Posted on 07/15/2002 9:03:38 PM PDT by Pokey78

WASHINGTON, July 15 — The Bush administration's broad new proposal for domestic security, to be made public on Tuesday, calls for sweeping changes that include the creation of a top-secret plan to protect the nation's critical infrastructure and a review of the law that could allow the military to operate more aggressively within the United States.

Tom Ridge, the president's adviser on domestic security, has been at work on the plan for more than eight months — beginning long before the proposal for a new department of homeland security, which was hastily announced last month as Congressional investigators were making public new information about intelligence lapses before Sept. 11.

The administration could impose some changes on its own authority, while others would require Congressional action. Dozens of the recommendations are familiar initiatives that the government has tried to enact for years but are newly popular to help reach the goal of preventing terrorist attacks within the United States. Many fall outside the scope of the proposed new department.

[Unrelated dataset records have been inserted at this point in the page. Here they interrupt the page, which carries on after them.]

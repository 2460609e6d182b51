use serde::{Deserialize, Serialize};

/// Number of bullet state containers. Every bullet lives in exactly one.
pub const NUM_STATES: usize = 7;

/// Default cap on live bullets. Spawns past this are refused.
pub const MAX_BULLETS: usize = 100;

/// Radius in which idle allies are asked to help an attacked unit.
pub const CALL_FRIENDS_RADIUS: i32 = 0x60;

/// Search radius for the next bounce victim.
pub const BOUNCE_SEARCH_RADIUS: i32 = 0x60;

/// Frames between two pulses of a ground damage bullet.
pub const GROUND_PULSE_INTERVAL: u8 = 8;

/// Miss chance (out of 256) against a target standing on higher ground.
pub const HIGH_GROUND_MISS_CHANCE: u8 = 136;

/// Half-size of the box a "near unit" bullet aims into.
pub const NEAR_UNIT_SPREAD: i32 = 16;

/// Hit points and speeds are fixed-point with 8 fractional bits.
pub const FIXED_ONE: i32 = 256;

/// Smallest damage a landed hit can deal after armor (half a hit point).
pub const MIN_DAMAGE: i32 = 128;

/// Bumped whenever the saved bullet layout changes.
pub const SAVE_VERSION: u32 = 2;

/// The state a bullet is in. Decides which step function runs each frame
/// and which container owns the bullet.
#[derive(Debug, Clone, Copy, PartialEq, Eq, Hash, PartialOrd, Ord, Serialize, Deserialize)]
pub enum BulletState {
    Init,
    MoveToPoint,
    MoveToTarget,
    Bounce,
    Die,
    MoveNearUnit,
    GroundDamage,
}

impl BulletState {
    /// Processing order of the containers. Also the order of
    /// `BulletSystem::active_bullets`.
    pub const PROCESS_ORDER: [BulletState; NUM_STATES] = [
        BulletState::Init,
        BulletState::MoveToPoint,
        BulletState::MoveToTarget,
        BulletState::Bounce,
        BulletState::GroundDamage,
        BulletState::MoveNearUnit,
        BulletState::Die,
    ];

    /// Index of this state's container within `PROCESS_ORDER`.
    pub fn container_index(self) -> usize {
        match self {
            BulletState::Init => 0,
            BulletState::MoveToPoint => 1,
            BulletState::MoveToTarget => 2,
            BulletState::Bounce => 3,
            BulletState::GroundDamage => 4,
            BulletState::MoveNearUnit => 5,
            BulletState::Die => 6,
        }
    }

    pub fn name(&self) -> &'static str {
        match self {
            BulletState::Init => "init",
            BulletState::MoveToPoint => "move_to_point",
            BulletState::MoveToTarget => "move_to_target",
            BulletState::Bounce => "bounce",
            BulletState::Die => "die",
            BulletState::MoveNearUnit => "move_near_unit",
            BulletState::GroundDamage => "ground_damage",
        }
    }
}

Given the difficulties the president's proposal for the department is facing in Congress, the idea that this new plan could be enacted as written is questionable.

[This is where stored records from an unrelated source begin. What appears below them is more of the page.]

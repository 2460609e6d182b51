//! In-memory unit world
//!
//! A small, deterministic `UnitWorld` and `AiHandler` for tests and headless
//! drivers. Units live in a `BTreeMap`, the RNG is a seeded `StdRng`, and
//! every side effect the bullet system causes is recorded for inspection.

use std::collections::{BTreeMap, BTreeSet};

use rand::rngs::StdRng;
use rand::{RngCore, SeedableRng};

use crate::models::order::Order;
use crate::models::position::{Point, Rect};
use crate::models::spell::SpellCast;
use crate::models::unit::{UnitId, UnitInfo};
use crate::models::weapon::WeaponId;
use crate::services::ai::AiHit;
use crate::services::world::{AiHandler, UnitWorld};

#[derive(Debug, Clone)]
pub struct SandboxWorld {
    units: BTreeMap<UnitId, UnitInfo>,
    next_id: u32,
    rng: StdRng,
    alliances: BTreeSet<(u8, u8)>,
    upgrades: BTreeMap<(u8, WeaponId), u8>,
    higher_ground: BTreeSet<UnitId>,
    /// Spells cast, in order
    pub spells: Vec<SpellCast>,
    /// (unit, killing player), in order
    pub kills: Vec<(UnitId, Option<u8>)>,
    /// (target, attacker) notifications, in order
    pub hits: Vec<(UnitId, UnitId)>,
    pub hallucination_hits: Vec<(UnitId, UnitId)>,
}

impl SandboxWorld {
    pub fn new(seed: u64) -> Self {
        SandboxWorld {
            units: BTreeMap::new(),
            next_id: 1,
            rng: StdRng::seed_from_u64(seed),
            alliances: BTreeSet::new(),
            upgrades: BTreeMap::new(),
            higher_ground: BTreeSet::new(),
            spells: Vec::new(),
            kills: Vec::new(),
            hits: Vec::new(),
            hallucination_hits: Vec::new(),
        }
    }

    pub fn spawn(&mut self, info: UnitInfo) -> UnitId {
        let id = UnitId(self.next_id);
        self.next_id += 1;
        self.units.insert(id, info);
        id
    }

    pub fn remove(&mut self, unit: UnitId) -> Option<UnitInfo> {
        self.units.remove(&unit)
    }

    pub fn unit_ids(&self) -> impl Iterator<Item = UnitId> + '_ {
        self.units.keys().copied()
    }

    pub fn set_hitpoints(&mut self, unit: UnitId, hitpoints: i32) {
        if let Some(info) = self.units.get_mut(&unit) {
            info.hitpoints = hitpoints;
        }
    }

    pub fn set_target(&mut self, unit: UnitId, target: Option<UnitId>) {
        if let Some(info) = self.units.get_mut(&unit) {
            info.target = target;
        }
    }

    pub fn set_allied(&mut self, player: u8, other: u8) {
        self.alliances.insert((player.min(other), player.max(other)));
    }

    pub fn set_upgrade(&mut self, player: u8, weapon: WeaponId, level: u8) {
        self.upgrades.insert((player, weapon), level);
    }

    pub fn set_higher_ground(&mut self, unit: UnitId, higher: bool) {
        if higher {
            self.higher_ground.insert(unit);
        } else {
            self.higher_ground.remove(&unit);
        }
    }
}

impl UnitWorld for SandboxWorld {
    fn unit(&self, id: UnitId) -> Option<UnitInfo> {
        self.units.get(&id).cloned()
    }

    fn units_in_area(&self, area: Rect, out: &mut Vec<UnitId>) {
        out.clear();
        out.extend(
            self.units
                .iter()
                .filter(|(_, info)| area.contains(info.position))
                .map(|(&id, _)| id),
        );
    }

    fn are_allies(&self, player: u8, other: u8) -> bool {
        player == other || self.alliances.contains(&(player.min(other), player.max(other)))
    }

    fn upgrade_level(&self, player: u8, weapon: WeaponId) -> u8 {
        self.upgrades.get(&(player, weapon)).copied().unwrap_or(0)
    }

    fn is_on_higher_ground(&self, unit: UnitId, _from: Point) -> bool {
        self.higher_ground.contains(&unit)
    }

    fn rng(&mut self) -> &mut dyn RngCore {
        &mut self.rng
    }

    fn set_health(&mut self, unit: UnitId, hitpoints: i32, shields: i32) {
        if let Some(info) = self.units.get_mut(&unit) {
            info.hitpoints = hitpoints;
            info.shields = shields;
        }
    }

    fn unit_was_hit(&mut self, target: UnitId, attacker: UnitId, _notify: bool) -> bool {
        self.hits.push((target, attacker));
        self.units.get(&target).is_some_and(|info| !info.is_dead())
    }

    fn hallucination_hit(&mut self, target: UnitId, attacker: UnitId, _direction: u8) {
        self.hallucination_hits.push((target, attacker));
    }

    fn cast_spell(&mut self, spell: &SpellCast) {
        self.spells.push(spell.clone());
    }

    fn unit_killed(&mut self, unit: UnitId, killer: Option<u8>) {
        if let Some(info) = self.units.get_mut(&unit) {
            info.hitpoints = 0;
            info.order = Order::Die;
        }
        self.kills.push((unit, killer));
    }
}

/// Records every reaction it is asked for.
#[derive(Debug, Clone, Default)]
pub struct SandboxAi {
    pub hits: Vec<AiHit>,
}

impl AiHandler for SandboxAi {
    fn react_to_hits(&mut self, hits: &[AiHit]) {
        self.hits.extend_from_slice(hits);
    }
}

These are among the administration's proposals:

¶Establish national standards for state driver's licenses.

¶Create an "intelligence threat division" in the new department that uses what the plan calls "red teams" of intelligence experts. These teams would act like terrorists and plot attacks on vulnerable new targets in the country so that means of preventing such attacks can be devised.

¶Increase inspections of international shipping containers before they leave foreign ports and as they cross United States borders.

¶Ensure that government agencies can communicate with one another, something successive administrations have tried and failed to do.

The plan also calls for the first thorough inventory of the country's critical infrastructure — both public and private — followed by a secret plan to protect it. The inventory would include, for example, highways, pipelines, agriculture, the Internet, databases and energy plants.

"That's one of the big points," said a senior administration official, who provided a copy of the plan to The New York Times. "The whole society is vulnerable with hundreds, thousands of targets we have to protect, but the most important stuff we do won't be released."

In a letter accompanying the plan, also provided by the official, President Bush said that the federal, state and local governments and private companies should share the responsibility for — and the $100 billion annual cost of — combating what he called the greatest threat to the United States this century. It was a sign that full financing for his plan would not come from the federal budget.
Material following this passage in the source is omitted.